Mere research can tolerate a state of hesitation between affirmation and negation; it must often refrain from a decision in the case of special problems. Life, however, cannot endure any such intermediary position; for life, such hesitation in arriving at a decision must result in complete stagnation, and this would help the negation to victory. If life is faced with an "either--or" the affirmation has a prospect of victory only if the situation previously described may be in some way transformed in its favour. This cannot come to pass unless the spiritual movement can transcend the limitations which appear in human life, and unless a further development can proceed out of the limitations themselves. Only such an advance can help the endangered affirmation to victory. But whether the spiritual movement does transcend these limitations, not a logical consideration of concepts but only the experience of life will decide; let us enquire therefore whether life offers what we seek.
(c) THE VICTORY
The questions that are given rise to in the consideration of human life as it is are answered in the affirmative with joyful certainty by the religions. The religions do this in that they announce to man the help of a transcendent order; an appearance of divine power and goodness in the domain of man. But after the far-reaching changes of life and of conviction that we have experienced, can this confidence still be justified? And have we a place for this assertion of help from a transcendent order when we acknowledge the reality of the independent spiritual life?
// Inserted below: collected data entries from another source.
use crate::{
    api::ApiQuerier,
    normalize::RawStatus,
    server::{self, SlpServer},
    share::{is_valid_port, DEFAULT_SERVER_PORT},
    srv::{NoSrv, SrvResolve, SystemResolver},
    status::ServerStatus,
    QueryErr, StatusErr,
};
use std::time::Duration;
use tokio_util::sync::CancellationToken;

pub const DEFAULT_TIMEOUT: Duration = Duration::from_millis(5000);

/// Target of a query.
///
/// By default, the port number for Java Edition is 25565.
#[derive(Debug, Clone, PartialEq, Eq)]
pub struct Conf {
    /// Server IP address or a domain name.
    pub host: String,
    /// Server port.
    pub port: u16,
    /// Deadline for a direct query, covering SRV lookup, connect and exchange.
    pub timeout: Duration,
    /// Follow `_minecraft._tcp` SRV records before connecting.
    pub srv: bool,
}

impl Conf {
    /// Create a query target using the default port.
    ///
    /// # Examples
    ///
    /// ```
    /// # use mcstat::Conf;
    /// #
    /// let conf = Conf::create("www.example.com");
    /// #
    /// # assert_eq!(conf.host, "www.example.com");
    /// # assert_eq!(conf.port, 25565);
    /// ```
    pub fn create(host: &str) -> Self {
        Self {
            host: host.trim().into(),
            port: DEFAULT_SERVER_PORT,
            timeout: DEFAULT_TIMEOUT,
            srv: true,
        }
    }

    /// Create a query target using the specified port.
    ///
    /// # Example
    ///
    /// ```
    /// # use mcstat::{Conf, QueryErr};
    /// #
    /// # fn main() -> Result<(), QueryErr> {
    /// let conf = Conf::create_with_port("www.example.com", 25566)?;
    /// #
    /// # assert_eq!(conf.port, 25566);
    /// # assert!(Conf::create_with_port("www.example.com", 0).is_err());
    /// # Ok(())
    /// # }
    /// ```
    pub fn create_with_port(host: &str, port: u16) -> Result<Self, QueryErr> {
        if !is_valid_port(port) {
            return Err(QueryErr::InvalidTarget {
                target: format!("{}:{}", host.trim(), port),
                reason: "port must be between 1 and 65535".into(),
            });
        }

        Ok(Self {
            port,
            ..Self::create(host)
        })
    }

    /// Create a query target from `host` or `host:port`.
    ///
    /// A bracketed IPv6 literal such as `[::1]:25565` is accepted as well.
    ///
    /// # Example
    ///
    /// ```
    /// # use mcstat::{Conf, QueryErr};
    /// #
    /// # fn main() -> Result<(), QueryErr> {
    /// let conf = Conf::create_from_str("www.example.com:25566")?;
    /// #
    /// # assert_eq!(conf.host, "www.example.com");
    /// # assert_eq!(conf.port, 25566);
    /// # assert_eq!(Conf::create_from_str("www.example.com")?.port, 25565);
    /// # assert!(Conf::create_from_str("www.example.com:-1").is_err());
    /// # Ok(())
    /// # }
    /// ```
    pub fn create_from_str(addr: &str) -> Result<Self, QueryErr> {
        let addr = addr.trim();
        let invalid = |reason: String| QueryErr::InvalidTarget {
            target: addr.to_string(),
            reason,
        };

        let (host, port) = if let Some(rest) = addr.strip_prefix('[') {
            let (host, tail) = rest
                .split_once(']')
                .ok_or_else(|| invalid("unterminated IPv6 literal".into()))?;
            (host, tail.strip_prefix(':'))
        } else {
            match addr.rsplit_once(':') {
                // more than one colon is a bare IPv6 address
                Some((host, port)) if !host.contains(':') => (host, Some(port)),
                _ => (addr, None),
            }
        };

        if host.is_empty() {
            return Err(invalid("missing host".into()));
        }

        match port {
            Some(port) => match port.trim().parse::<u16>() {
                Ok(port) => Self::create_with_port(host, port),
                Err(_) => Err(invalid(format!("invalid port: {}", port))),
            },
            None => Ok(Self::create(host)),
        }
    }

    pub fn with_timeout(mut self, timeout: Duration) -> Self {
        self.timeout = timeout;
        self
    }

    pub fn with_srv(mut self, srv: bool) -> Self {
        self.srv = srv;
        self
    }

    /// Ping the server directly, returning the raw [SlpServer].
    ///
    /// # Example
    ///
    /// ```no_run
    /// use mcstat::{Conf, QueryErr};
    ///
    /// # #[tokio::main]
    /// # async fn main() -> Result<(), QueryErr> {
    /// let server = Conf::create("www.example.com");
    /// let info = server.get_server_status().await?;
    /// # Ok(())
    /// # }
    /// ```
    pub async fn get_server_status(&self) -> Result<SlpServer, QueryErr> {
        self.get_server_status_with(&CancellationToken::new()).await
    }

    /// Like [Conf::get_server_status], aborting with [QueryErr::Cancelled] once `cancel` fires.
    pub async fn get_server_status_with(
        &self,
        cancel: &CancellationToken,
    ) -> Result<SlpServer, QueryErr> {
        if self.srv {
            server::get_server_status(self, &SystemResolver::new(), cancel).await
        } else {
            server::get_server_status(self, &NoSrv, cancel).await
        }
    }

    /// Ping through a caller supplied SRV resolver.
    pub async fn get_server_status_via<R>(
        &self,
        resolver: &R,
        cancel: &CancellationToken,
    ) -> Result<SlpServer, QueryErr>
    where
        R: SrvResolve + ?Sized,
    {
        server::get_server_status(self, resolver, cancel).await
    }

    /// Ping the server directly and normalize the result.
    pub async fn query_direct(&self) -> Result<ServerStatus, StatusErr> {
        let server = self.get_server_status().await?;

        Ok(RawStatus::Slp(server).normalize()?)
    }

    /// Ask a status API about the server and normalize the result.
    ///
    /// The port is passed on only when it differs from the default, so providers
    /// keep their own handling of plain hostnames.
    pub async fn query_via_api(
        &self,
        querier: &ApiQuerier,
        provider: usize,
        allow_retry: bool,
    ) -> Result<Option<ServerStatus>, StatusErr> {
        let port = (self.port != DEFAULT_SERVER_PORT).then_some(self.port);

        match querier.query(&self.host, port, provider, allow_retry).await? {
            Some(value) => Ok(Some(RawStatus::Provider(value).normalize()?)),
            None => Ok(None),
        }
    }
}

impl std::fmt::Display for Conf {
    fn fmt(&self, f: &mut std::fmt::Formatter<'_>) -> std::fmt::Result {
        if self.host.contains(':') {
            write!(f, "[{}]:{}", self.host, self.port)
        } else {
            write!(f, "{}:{}", self.host, self.port)
        }
    }
}
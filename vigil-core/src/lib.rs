//! # vigil-core
//!
//! Core traits for the Vigil observer and behavior dispatch library.
//!
//! This crate has minimal dependencies and is meant to be imported by code
//! that only needs to *implement* observers or behaviors, without pulling in
//! the registry and dispatcher from `vigil-std`.
//!
//! # Two Capabilities
//!
//! ## Broadcast ([`Observer`])
//!
//! An observer receives every payload a subject broadcasts. Observers are
//! registered through identity-carrying handles, so the same observer value
//! can be added twice and removed by identity rather than by equality.
//!
//! - **Fallible**: `update` returns a [`BoxError`]; subjects propagate it
//! - **Composable**: `filter` and `adapt` build new observers from existing ones
//!
//! ## Forwarding ([`Behavior`])
//!
//! A behavior is one state of a dispatcher. The dispatcher holds exactly one
//! behavior and forwards its two operations to it. Both operations are
//! required trait methods, so a behavior that compiles is complete.
//!
//! # Diagnostics ([`Sink`])
//!
//! Both capabilities describe what they did as human-readable lines written
//! to a [`Sink`]. Where those lines end up (a `tracing` subscriber, stdout,
//! an in-memory transcript) is chosen by the caller.
//!
//! # Error Types
//!
//! - [`VigilError`] - Top-level error type
//! - [`NotifyError`] - An observer failed during broadcast
//! - [`BehaviorError`] - A behavior could not be assembled

#![deny(clippy::wildcard_imports)]
#![warn(missing_docs)]

mod behavior;
mod error;
mod identity;
mod message;
mod observer;
mod sink;

// Re-exports
pub use behavior::{Behavior, Operation};
pub use error::{BehaviorError, BoxError, NotifyError, VigilError};
pub use identity::SubscriberId;
pub use message::Message;
pub use observer::{Adapt, Filter, Observer};
pub use sink::{SharedSink, Sink};
//! Behavior dispatch.
//!
//! A [`Dispatcher`] holds exactly one [`Behavior`](vigil_core::Behavior) and
//! forwards the primary and secondary operations to it. The behavior can be
//! swapped at any time with [`Dispatcher::set_behavior`]; there are no
//! automatic transitions.
//!
//! Behaviors come in three shapes:
//! - the closed [`Tool`] set, dispatched through a `match`
//! - any type implementing `Behavior`, boxed as `Box<dyn Behavior>`
//! - [`FnBehavior`], assembled from closures at runtime

pub mod dispatcher;
pub mod fn_behavior;
pub mod tool;

pub use dispatcher::{Dispatcher, DispatcherBuilder};
pub use fn_behavior::{FnBehavior, FnBehaviorBuilder};
pub use tool::Tool;
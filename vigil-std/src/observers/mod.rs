//! Standard observer implementations.

pub mod announcer;
pub mod func;

pub use announcer::Announcer;
pub use func::{FnObserver, observer_fn};
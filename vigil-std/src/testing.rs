//! Testing utilities for Vigil.
//!
//! This module provides utilities to make testing observers, subjects and
//! dispatchers easier.
//!
//! # Features
//!
//! - [`Transcript`]: A sink that records every diagnostic line
//! - [`RecordingObserver`]: An observer that records every payload it receives
//! - [`CountingObserver`]: An observer that only counts deliveries
//! - [`FailingObserver`]: An observer whose `update` always fails
//! - [`ProbeBehavior`]: A behavior that records which operations were invoked

use parking_lot::Mutex;
use std::sync::{
    Arc,
    atomic::{AtomicUsize, Ordering},
};
use vigil_core::{Behavior, BoxError, Message, Observer, Operation, Sink};

// ============================================================================
// Transcript
// ============================================================================

/// A sink that records every line it receives.
///
/// Clones share the same buffer, so one clone can be handed to the code
/// under test while another is inspected.
///
/// # Example
///
/// ```rust,ignore
/// let transcript = Transcript::new();
/// let mut cursor = Dispatcher::builder(Tool::Selection)
///     .sink(transcript.clone())
///     .build();
///
/// cursor.primary_action();
/// assert_eq!(transcript.lines(), ["Selection Tool: Mouse down - Selecting area."]);
/// ```
#[derive(Debug, Clone, Default)]
pub struct Transcript {
    lines: Arc<Mutex<Vec<String>>>,
}

impl Transcript {
    /// Create an empty transcript.
    pub fn new() -> Self {
        Self::default()
    }

    /// Get a copy of the recorded lines.
    pub fn lines(&self) -> Vec<String> {
        self.lines.lock().clone()
    }

    /// Get the number of recorded lines.
    pub fn len(&self) -> usize {
        self.lines.lock().len()
    }

    /// Check if nothing was recorded.
    pub fn is_empty(&self) -> bool {
        self.lines.lock().is_empty()
    }

    /// Drain the recorded lines, leaving the transcript empty.
    pub fn take(&self) -> Vec<String> {
        std::mem::take(&mut *self.lines.lock())
    }

    /// Clear all recorded lines.
    pub fn clear(&self) {
        self.lines.lock().clear();
    }
}

impl Sink for Transcript {
    fn emit(&self, line: &str) {
        self.lines.lock().push(line.to_owned());
    }
}

// ============================================================================
// Recording Observer
// ============================================================================

/// An observer that records every payload it receives.
///
/// Recorders created with [`tagged`](Self::tagged) share the log of the
/// recorder they came from, which makes delivery order across several
/// subscribers easy to assert.
///
/// # Example
///
/// ```rust,ignore
/// let log = RecordingObserver::<u32>::new();
/// subject.subscribe(log.tagged("first"));
/// subject.subscribe(log.tagged("second"));
///
/// subject.notify(&1)?;
/// assert_eq!(log.tagged_events(), [("first".into(), 1), ("second".into(), 1)]);
/// ```
pub struct RecordingObserver<P: Clone> {
    tag: String,
    events: Arc<Mutex<Vec<(String, P)>>>,
}

impl<P: Clone> RecordingObserver<P> {
    /// Create a recorder with an empty log.
    pub fn new() -> Self {
        Self {
            tag: "recorder".to_owned(),
            events: Arc::new(Mutex::new(Vec::new())),
        }
    }

    /// Create a recorder sharing this log under another tag.
    pub fn tagged(&self, tag: impl Into<String>) -> Self {
        Self {
            tag: tag.into(),
            events: self.events.clone(),
        }
    }

    /// Get the recorded payloads.
    pub fn events(&self) -> Vec<P> {
        self.events.lock().iter().map(|(_, p)| p.clone()).collect()
    }

    /// Get the recorded payloads together with the tag that received them.
    pub fn tagged_events(&self) -> Vec<(String, P)> {
        self.events.lock().clone()
    }

    /// Get the number of recorded payloads.
    pub fn count(&self) -> usize {
        self.events.lock().len()
    }

    /// Clear the shared log.
    pub fn clear(&self) {
        self.events.lock().clear();
    }
}

impl<P: Clone> Default for RecordingObserver<P> {
    fn default() -> Self {
        Self::new()
    }
}

impl<P: Clone> Clone for RecordingObserver<P> {
    fn clone(&self) -> Self {
        Self {
            tag: self.tag.clone(),
            events: self.events.clone(),
        }
    }
}

impl<P: Message + Clone> Observer<P> for RecordingObserver<P> {
    fn update(&self, payload: &P) -> Result<(), BoxError> {
        self.events.lock().push((self.tag.clone(), payload.clone()));
        Ok(())
    }

    fn label(&self) -> &str {
        &self.tag
    }
}

// ============================================================================
// Counting Observer
// ============================================================================

/// An observer that counts deliveries.
#[derive(Debug, Clone, Default)]
pub struct CountingObserver {
    count: Arc<AtomicUsize>,
}

impl CountingObserver {
    /// Create a new counting observer.
    pub fn new() -> Self {
        Self::default()
    }

    /// Get the current count.
    pub fn count(&self) -> usize {
        self.count.load(Ordering::SeqCst)
    }

    /// Reset the counter.
    pub fn reset(&self) {
        self.count.store(0, Ordering::SeqCst);
    }
}

impl<P: Message> Observer<P> for CountingObserver {
    fn update(&self, _payload: &P) -> Result<(), BoxError> {
        self.count.fetch_add(1, Ordering::SeqCst);
        Ok(())
    }
}

// ============================================================================
// Failing Observer
// ============================================================================

/// An observer whose `update` always returns an error with the given message.
#[derive(Debug, Clone)]
pub struct FailingObserver {
    message: String,
}

impl FailingObserver {
    /// Create a failing observer.
    pub fn new(message: impl Into<String>) -> Self {
        Self {
            message: message.into(),
        }
    }
}

impl<P: Message> Observer<P> for FailingObserver {
    fn update(&self, _payload: &P) -> Result<(), BoxError> {
        Err(self.message.clone().into())
    }

    fn label(&self) -> &str {
        "failing"
    }
}

// ============================================================================
// Probe Behavior
// ============================================================================

/// A behavior that records the operations forwarded to it.
///
/// Each call also emits `"{name}: {operation}"` on the sink.
#[derive(Debug, Clone)]
pub struct ProbeBehavior {
    name: String,
    calls: Arc<Mutex<Vec<Operation>>>,
}

impl ProbeBehavior {
    /// Create a probe with the given variant name.
    pub fn new(name: impl Into<String>) -> Self {
        Self {
            name: name.into(),
            calls: Arc::new(Mutex::new(Vec::new())),
        }
    }

    /// Get the operations received so far.
    pub fn calls(&self) -> Vec<Operation> {
        self.calls.lock().clone()
    }

    fn record(&self, operation: Operation, sink: &dyn Sink) {
        self.calls.lock().push(operation);
        sink.emit(&format!("{}: {operation}", self.name));
    }
}

impl Behavior for ProbeBehavior {
    fn name(&self) -> &str {
        &self.name
    }

    fn primary(&self, sink: &dyn Sink) {
        self.record(Operation::Primary, sink);
    }

    fn secondary(&self, sink: &dyn Sink) {
        self.record(Operation::Secondary, sink);
    }
}
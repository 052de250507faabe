//! Diagnostic sink trait.

use std::sync::Arc;

/// Destination for the human-readable lines observers and behaviors emit.
///
/// Lines are informative only; nothing parses them.
pub trait Sink: Send + Sync + 'static {
    /// Writes one diagnostic line.
    fn emit(&self, line: &str);
}

/// A sink shared between a dispatcher, its observers and the caller.
pub type SharedSink = Arc<dyn Sink>;

impl<S: Sink + ?Sized> Sink for Arc<S> {
    fn emit(&self, line: &str) {
        (**self).emit(line)
    }
}

impl<S: Sink + ?Sized> Sink for Box<S> {
    fn emit(&self, line: &str) {
        (**self).emit(line)
    }
}
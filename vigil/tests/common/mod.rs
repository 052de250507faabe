#![allow(dead_code)]

use std::sync::{Arc, Weak};
use vigil::{
    BoxError, Message, Observer, SharedSink, Subject, Subscriber, SubscriberId,
    observers::Announcer, testing::Transcript,
};

// ============================================================================
// Fixtures
// ============================================================================

/// A transcript plus the same transcript as a shared sink.
pub fn transcript() -> (Transcript, SharedSink) {
    let transcript = Transcript::new();
    let sink: SharedSink = Arc::new(transcript.clone());
    (transcript, sink)
}

/// Two announcers labelled "Observer 1" and "Observer 2", not yet added.
pub fn two_announcers(sink: &SharedSink) -> (Subscriber<&'static str>, Subscriber<&'static str>) {
    (
        Subscriber::new(Announcer::new("Observer 1", sink.clone())),
        Subscriber::new(Announcer::new("Observer 2", sink.clone())),
    )
}

// ============================================================================
// Re-entrant Observers
// ============================================================================

/// Removes `target` from the subject while handling an update.
pub struct RemovingObserver<P: Message> {
    pub subject: Weak<Subject<P>>,
    pub target: SubscriberId,
}

impl<P: Message> Observer<P> for RemovingObserver<P> {
    fn update(&self, _payload: &P) -> Result<(), BoxError> {
        if let Some(subject) = self.subject.upgrade() {
            subject.remove_id(self.target);
        }
        Ok(())
    }
}

/// Adds `newcomer` to the subject while handling an update.
pub struct AddingObserver<P: Message> {
    pub subject: Weak<Subject<P>>,
    pub newcomer: Subscriber<P>,
}

impl<P: Message> Observer<P> for AddingObserver<P> {
    fn update(&self, _payload: &P) -> Result<(), BoxError> {
        if let Some(subject) = self.subject.upgrade() {
            subject.add(&self.newcomer);
        }
        Ok(())
    }
}
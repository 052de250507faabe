//! Standard diagnostic sinks.

use vigil_core::Sink;

/// Emits each line as a `tracing` `INFO` event on the `vigil::diagnostics`
/// target.
#[derive(Debug, Clone, Copy, Default)]
pub struct TracingSink;

impl Sink for TracingSink {
    fn emit(&self, line: &str) {
        tracing::info!(target: "vigil::diagnostics", "{line}");
    }
}

/// Prints each line to standard output.
#[derive(Debug, Clone, Copy, Default)]
pub struct StdoutSink;

impl Sink for StdoutSink {
    fn emit(&self, line: &str) {
        println!("{line}");
    }
}

/// Discards every line.
#[derive(Debug, Clone, Copy, Default)]
pub struct NullSink;

impl Sink for NullSink {
    fn emit(&self, _line: &str) {}
}
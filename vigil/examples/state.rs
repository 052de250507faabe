//! Dispatch walkthrough: a cursor switching between the three tools.
//!
//! Run with `cargo run -p vigil --example state`.

use vigil::prelude::*;

fn main() {
    tracing_subscriber::fmt()
        .with_max_level(tracing::Level::DEBUG)
        .with_target(false)
        .with_writer(std::io::stderr)
        .init();

    let mut cursor = Dispatcher::builder(Tool::Selection)
        .sink(StdoutSink)
        .build();

    cursor.primary_action();
    cursor.secondary_action();

    for tool in [Tool::Pen, Tool::Eraser] {
        cursor.set_behavior(tool);
        cursor.primary_action();
        cursor.secondary_action();
    }
}
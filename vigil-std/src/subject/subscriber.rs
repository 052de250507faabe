//! Identity-carrying subscriber handles.

use std::{
    fmt,
    hash::{Hash, Hasher},
    sync::Arc,
};
use vigil_core::{BoxError, Message, Observer, SubscriberId};

/// A handle to an observer, carrying a unique identity and a label.
///
/// The caller owns the handle. A [`Subject`](super::Subject) stores a clone of
/// it, so removing the handle from a subject never drops the observer the
/// caller still holds.
///
/// Cloning a handle keeps its identity; building a second handle around the
/// same (or an equal) observer yields a new identity.
///
/// # Example
///
/// ```rust,ignore
/// let first = Subscriber::new(Announcer::new("Observer 1", sink.clone()));
/// let again = first.clone();
/// assert_eq!(first, again);
///
/// let other = Subscriber::new(Announcer::new("Observer 1", sink));
/// assert_ne!(first, other);
/// ```
pub struct Subscriber<P: Message> {
    id: SubscriberId,
    label: Arc<str>,
    observer: Arc<dyn Observer<P>>,
}

impl<P: Message> Subscriber<P> {
    /// Wraps an observer, labelled with [`Observer::label`].
    pub fn new<O: Observer<P>>(observer: O) -> Self {
        let label = Arc::from(observer.label());
        Self {
            id: SubscriberId::next(),
            label,
            observer: Arc::new(observer),
        }
    }

    /// Wraps an observer under an explicit label.
    pub fn with_label<O: Observer<P>>(label: impl Into<Arc<str>>, observer: O) -> Self {
        Self {
            id: SubscriberId::next(),
            label: label.into(),
            observer: Arc::new(observer),
        }
    }

    /// Wraps an already shared observer.
    pub fn from_shared(observer: Arc<dyn Observer<P>>) -> Self {
        Self {
            id: SubscriberId::next(),
            label: Arc::from(observer.label()),
            observer,
        }
    }

    /// The identity token of this handle.
    pub fn id(&self) -> SubscriberId {
        self.id
    }

    /// The diagnostic label of this handle.
    pub fn label(&self) -> &str {
        &self.label
    }

    /// The wrapped observer.
    pub fn observer(&self) -> &dyn Observer<P> {
        &*self.observer
    }

    /// Delivers one payload to the wrapped observer.
    pub fn update(&self, payload: &P) -> Result<(), BoxError> {
        self.observer.update(payload)
    }
}

impl<P: Message> Clone for Subscriber<P> {
    fn clone(&self) -> Self {
        Self {
            id: self.id,
            label: Arc::clone(&self.label),
            observer: Arc::clone(&self.observer),
        }
    }
}

impl<P: Message> PartialEq for Subscriber<P> {
    fn eq(&self, other: &Self) -> bool {
        self.id == other.id
    }
}

impl<P: Message> Eq for Subscriber<P> {}

impl<P: Message> Hash for Subscriber<P> {
    fn hash<H: Hasher>(&self, state: &mut H) {
        self.id.hash(state);
    }
}

impl<P: Message> fmt::Debug for Subscriber<P> {
    fn fmt(&self, f: &mut fmt::Formatter<'_>) -> fmt::Result {
        f.debug_struct("Subscriber")
            .field("id", &self.id)
            .field("label", &self.label)
            .finish_non_exhaustive()
    }
}

#[cfg(test)]
mod tests {
    use super::*;

    #[derive(Clone, PartialEq)]
    struct Named(&'static str);

    impl Observer<String> for Named {
        fn update(&self, _payload: &String) -> Result<(), BoxError> {
            Ok(())
        }

        fn label(&self) -> &str {
            self.0
        }
    }

    #[test]
    fn test_clone_keeps_identity() {
        let handle = Subscriber::new(Named("a"));
        let cloned = handle.clone();
        assert_eq!(handle, cloned);
        assert_eq!(handle.id(), cloned.id());
        assert_eq!(cloned.observer().label(), "a");
    }

    #[test]
    fn test_equal_observers_have_distinct_identity() {
        let first = Subscriber::new(Named("a"));
        let second = Subscriber::new(Named("a"));
        assert_ne!(first, second);
    }

    #[test]
    fn test_label_sources() {
        assert_eq!(Subscriber::new(Named("from observer")).label(), "from observer");
        assert_eq!(Subscriber::with_label("explicit", Named("x")).label(), "explicit");

        let shared: Arc<dyn Observer<String>> = Arc::new(Named("shared"));
        assert_eq!(Subscriber::from_shared(shared).label(), "shared");
    }
}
Everything of a religious character and even that which is related to it meets, at least upon the surface, in the present the keenest opposition. This opposition is aroused in the first place by anthropomorphism--the indulgence in merely human representations and desires--which is often found associated with religion. If the essence of religion were inseparable from such anthropomorphism, the dissolution and submergence of religion could hardly be prevented. But according to the witness of history, an energetic conflict against all such mere anthropomorphism has been carried on within religion itself and, in its highest stages of development, religion has demanded a complete surrender of everything narrowly human: anthropomorphism and religion are, therefore, not absolutely identical. Our investigation, emphasising as it does the radical distinction between the substance of the spiritual life and its appropriation by man, counselled us to be cautious in reference to this matter, and warned us against a hasty rejection of religion.